EXERCISE DIRECTIONS: Show every line of the data where the word "enum" can be found.

Records drawn from a dataset
◆ ◆ ◆ ◆ ◆

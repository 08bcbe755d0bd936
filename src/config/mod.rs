// Copyright 2025 The Shelf Authors.
//
// Licensed under the Apache License, Version 2.0 (the "License");
// you may not use this file except in compliance with the License.
// You may obtain a copy of the License at
//
//     http://www.apache.org/licenses/LICENSE-2.0
//
// Unless required by applicable law or agreed to in writing, software
// distributed under the License is distributed on an "AS IS" BASIS,
// WITHOUT WARRANTIES OR CONDITIONS OF ANY KIND, either express or implied.
// See the License for the specific language governing permissions and
// limitations under the License.

//! Configuration management for Shelf Server.
//!
//! This module provides:
//! - Type-safe configuration structures
//! - Automatic environment variable interpolation
//! - YAML and JSON file loading
//! - Unknown-field and cross-field validation
//!
//! # Environment Variable Interpolation
//!
//! All config loading functions interpolate environment variables using
//! POSIX-style syntax:
//! - `${VAR_NAME}` - Required variable
//! - `${VAR_NAME:-default}` - Variable with default value
//!
//! # Configuration File Example
//!
//! ```yaml
//! host: "${SHELF_HOST:-0.0.0.0}"
//! port: "${SHELF_PORT:-8080}"
//! logLevel: info
//! apiToken: "${SHELF_API_TOKEN:-}"
//! uploadsDir: ./data/uploads
//! rateLimit:
//!   maxRequests: 100
//!   windowSecs: 3600
//! collections:
//!   - name: customers
//!     schema: customers
//!     store:
//!       kind: jsonFile
//!       path: ./data/customers.json
//! ```

pub mod env_interpolation;
pub mod loader;
pub mod types;
pub mod validation;

pub use loader::{
    from_json_str, from_yaml_str, load_config_file, save_config_file, ConfigError,
};
pub use types::{CollectionConfig, RateLimitConfig, ShelfServerConfig, StoreConfig};
// Copyright 2025 The Shelf Authors.
//
// Licensed under the Apache License, Version 2.0 (the "License");
// you may not use this file except in compliance with the License.
// You may obtain a copy of the License at
//
//     http://www.apache.org/licenses/LICENSE-2.0
//
// Unless required by applicable law or agreed to in writing, software
// distributed under the License is distributed on an "AS IS" BASIS,
// WITHOUT WARRANTIES OR CONDITIONS OF ANY KIND, either express or implied.
// See the License for the specific language governing permissions and
// limitations under the License.

// Allow println! in main.rs for CLI user-facing output (validate, init)
#![allow(clippy::print_stdout)]

use anyhow::Result;
use clap::{Parser, Subcommand};
use log::{info, warn};
use std::fs;
use std::path::PathBuf;

use shelf_server::config::StoreConfig;
use shelf_server::{load_config_file, save_config_file, ShelfServer, ShelfServerConfig};

mod init;

#[derive(Parser)]
#[command(name = "shelf-server")]
#[command(about = "Standalone REST server for schema-validated record collections")]
#[command(version = env!("CARGO_PKG_VERSION"))]
#[command(long_version = concat!(
    env!("CARGO_PKG_VERSION"),
    "\nrustc: ",
    env!("SHELF_RUSTC_VERSION"),
))]
struct Cli {
    #[command(subcommand)]
    command: Option<Commands>,

    /// Path to the configuration file
    #[arg(short, long, default_value = "config/server.yaml", global = true)]
    config: PathBuf,

    /// Override the server port
    #[arg(short, long, global = true)]
    port: Option<u16>,
}

#[derive(Subcommand)]
enum Commands {
    /// Run the server (default if no subcommand specified)
    Run {
        /// Path to the configuration file
        #[arg(short, long, default_value = "config/server.yaml")]
        config: PathBuf,

        /// Override the server port
        #[arg(short, long)]
        port: Option<u16>,
    },

    /// Validate a configuration file without starting the server
    Validate {
        /// Path to the configuration file to validate
        #[arg(short, long, default_value = "config/server.yaml")]
        config: PathBuf,

        /// Show resolved configuration with environment variables expanded
        #[arg(long)]
        show_resolved: bool,
    },

    /// Initialize a new configuration file interactively
    Init {
        /// Output path for the configuration file
        #[arg(short, long, default_value = "config/server.yaml")]
        output: PathBuf,

        /// Overwrite existing configuration file
        #[arg(long)]
        force: bool,
    },
}

#[tokio::main]
async fn main() -> Result<()> {
    let cli = Cli::parse();

    match cli.command {
        Some(Commands::Run { config, port }) => run_server(config, port).await,
        Some(Commands::Validate {
            config,
            show_resolved,
        }) => validate_config(config, show_resolved),
        Some(Commands::Init { output, force }) => init::run_init(output, force),
        None => {
            // Default behavior: run the server
            run_server(cli.config, cli.port).await
        }
    }
}

/// Run the Shelf Server
async fn run_server(config_path: PathBuf, port_override: Option<u16>) -> Result<()> {
    // Load .env from the config directory if present (feeds interpolation)
    let env_file_loaded = match config_path.parent() {
        Some(config_dir) => {
            let env_file = config_dir.join(".env");
            if env_file.exists() {
                match dotenvy::from_path(&env_file) {
                    Ok(_) => true,
                    Err(e) => {
                        eprintln!("Warning: Failed to load .env file: {e}");
                        false
                    }
                }
            } else {
                false
            }
        }
        None => false,
    };

    // Create a default config when the file is missing
    let config = if !config_path.exists() {
        init_logging("info");

        warn!(
            "Config file '{}' not found. Creating default configuration.",
            config_path.display()
        );

        if let Some(parent) = config_path.parent() {
            fs::create_dir_all(parent)?;
        }

        let mut default_config = ShelfServerConfig::default();
        if let Some(port) = port_override {
            default_config.port = port;
            info!("Using command line port {port} in default configuration");
        }

        save_config_file(&default_config, &config_path)?;
        info!(
            "Default configuration created at: {}",
            config_path.display()
        );
        info!("Please edit the configuration file to adjust collections and stores.");

        default_config
    } else {
        let config = load_config_file(&config_path)?;
        init_logging(&config.log_level);
        config
    };

    info!("Starting Shelf Server");
    if env_file_loaded {
        info!("Loaded environment variables from .env file");
    }
    info!("Config file: {}", config_path.display());

    let final_port = port_override.unwrap_or(config.port);
    info!("Port: {final_port}");

    let server = ShelfServer::new(config_path, Some(final_port))?;
    server.run().await?;

    Ok(())
}

/// Initialize the logger, honoring an explicit RUST_LOG over the config level.
fn init_logging(default_level: &str) {
    let env = env_logger::Env::default().default_filter_or(default_level);
    let _ = env_logger::Builder::from_env(env).try_init();
}

/// Validate a configuration file
fn validate_config(config_path: PathBuf, show_resolved: bool) -> Result<()> {
    println!("Validating configuration: {}", config_path.display());
    println!();

    if !config_path.exists() {
        println!(
            "[ERROR] Configuration file not found: {}",
            config_path.display()
        );
        std::process::exit(1);
    }

    match load_config_file(&config_path) {
        Ok(config) => {
            println!("[OK] Configuration file is valid");
            println!();

            println!("Summary:");
            println!("  Collections: {}", config.collections.len());
            for collection in &config.collections {
                let store = match &collection.store {
                    StoreConfig::JsonFile { path } => format!("jsonFile ({})", path.display()),
                    StoreConfig::Memory { seed } => format!("memory ({} seed rows)", seed.len()),
                };
                println!("  - {} [{:?}] -> {store}", collection.name, collection.schema);
            }

            if show_resolved {
                println!();
                println!("Resolved server settings:");
                println!("  Host: {}", config.host);
                println!("  Port: {}", config.port);
                println!("  Log Level: {}", config.log_level);
                println!(
                    "  Write token: {}",
                    if config.api_token.as_deref().is_some_and(|t| !t.is_empty()) {
                        "configured"
                    } else {
                        "none"
                    }
                );
                match &config.rate_limit {
                    Some(limit) => println!(
                        "  Rate limit: {} requests / {}s",
                        limit.max_requests, limit.window_secs
                    ),
                    None => println!("  Rate limit: none"),
                }
            }

            Ok(())
        }
        Err(e) => {
            println!("[ERROR] Configuration is invalid:");
            println!("  {e}");
            std::process::exit(1);
        }
    }
}
// Copyright 2025 The Shelf Authors.
//
// Licensed under the Apache License, Version 2.0 (the "License");
// you may not use this file except in compliance with the License.
// You may obtain a copy of the License at
//
//     http://www.apache.org/licenses/LICENSE-2.0
//
// Unless required by applicable law or agreed to in writing, software
// distributed under the License is distributed on an "AS IS" BASIS,
// WITHOUT WARRANTIES OR CONDITIONS OF ANY KIND, either express or implied.
// See the License for the specific language governing permissions and
// limitations under the License.

//! Configuration loading with automatic environment variable interpolation.
//!
//! Loading runs four steps: read the file, interpolate `${...}` references,
//! parse (YAML first, JSON as fallback), then validate — unknown fields on
//! the raw document, cross-field rules on the typed config.

use serde::de::DeserializeOwned;
use std::fs;
use std::path::Path;

use super::env_interpolation::{self, InterpolationError};
use super::types::ShelfServerConfig;
use super::validation;

/// Unified error type for configuration operations.
#[derive(Debug, thiserror::Error)]
pub enum ConfigError {
    #[error("failed to read config file: {0}")]
    Io(#[from] std::io::Error),

    #[error("failed to parse YAML: {0}")]
    Yaml(#[from] serde_yaml::Error),

    #[error("failed to parse JSON: {0}")]
    Json(#[from] serde_json::Error),

    #[error("environment variable interpolation failed: {0}")]
    Interpolation(#[from] InterpolationError),

    #[error("failed to parse config file '{path}': YAML error: {yaml_err}, JSON error: {json_err}")]
    Parse {
        path: String,
        yaml_err: String,
        json_err: String,
    },

    #[error(transparent)]
    Validation(#[from] ValidationFailure),
}

/// Wrapper keeping unknown-field and cross-field failures in one variant.
#[derive(Debug, thiserror::Error)]
pub enum ValidationFailure {
    #[error("{0}")]
    UnknownFields(#[from] validation::ValidationError),

    #[error("{0}")]
    Invalid(#[from] anyhow::Error),
}

/// Deserialize YAML with environment variable interpolation.
pub fn from_yaml_str<T: DeserializeOwned>(s: &str) -> Result<T, ConfigError> {
    let interpolated = env_interpolation::interpolate(s)?;
    Ok(serde_yaml::from_str(&interpolated)?)
}

/// Deserialize JSON with environment variable interpolation.
pub fn from_json_str<T: DeserializeOwned>(s: &str) -> Result<T, ConfigError> {
    let interpolated = env_interpolation::interpolate(s)?;
    Ok(serde_json::from_str(&interpolated)?)
}

/// Load and validate a [`ShelfServerConfig`] from a YAML or JSON file.
pub fn load_config_file<P: AsRef<Path>>(path: P) -> Result<ShelfServerConfig, ConfigError> {
    let path_ref = path.as_ref();
    let content = fs::read_to_string(path_ref)?;
    let interpolated = env_interpolation::interpolate(&content)?;

    let document = match serde_yaml::from_str::<serde_yaml::Value>(&interpolated) {
        Ok(value) => value,
        Err(yaml_err) => match serde_json::from_str::<serde_yaml::Value>(&interpolated) {
            Ok(value) => value,
            Err(json_err) => {
                return Err(ConfigError::Parse {
                    path: path_ref.display().to_string(),
                    yaml_err: yaml_err.to_string(),
                    json_err: json_err.to_string(),
                });
            }
        },
    };

    validation::check_unknown_fields(&document).map_err(ValidationFailure::from)?;

    let config: ShelfServerConfig = serde_yaml::from_value(document)?;
    config
        .validate()
        .map_err(ValidationFailure::from)?;

    Ok(config)
}

/// Save a configuration to a file in YAML format.
///
/// Environment variable references are not preserved; the interpolated
/// values current at load time are written out.
pub fn save_config_file<P: AsRef<Path>>(
    config: &ShelfServerConfig,
    path: P,
) -> Result<(), ConfigError> {
    let content = serde_yaml::to_string(config)?;
    Ok(fs::write(path, content)?)
}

◆ ◆ ◆ ◆ ◆

RESPONSE AREA:
enum Commands {
pub enum ConfigError {
pub enum ValidationFailure {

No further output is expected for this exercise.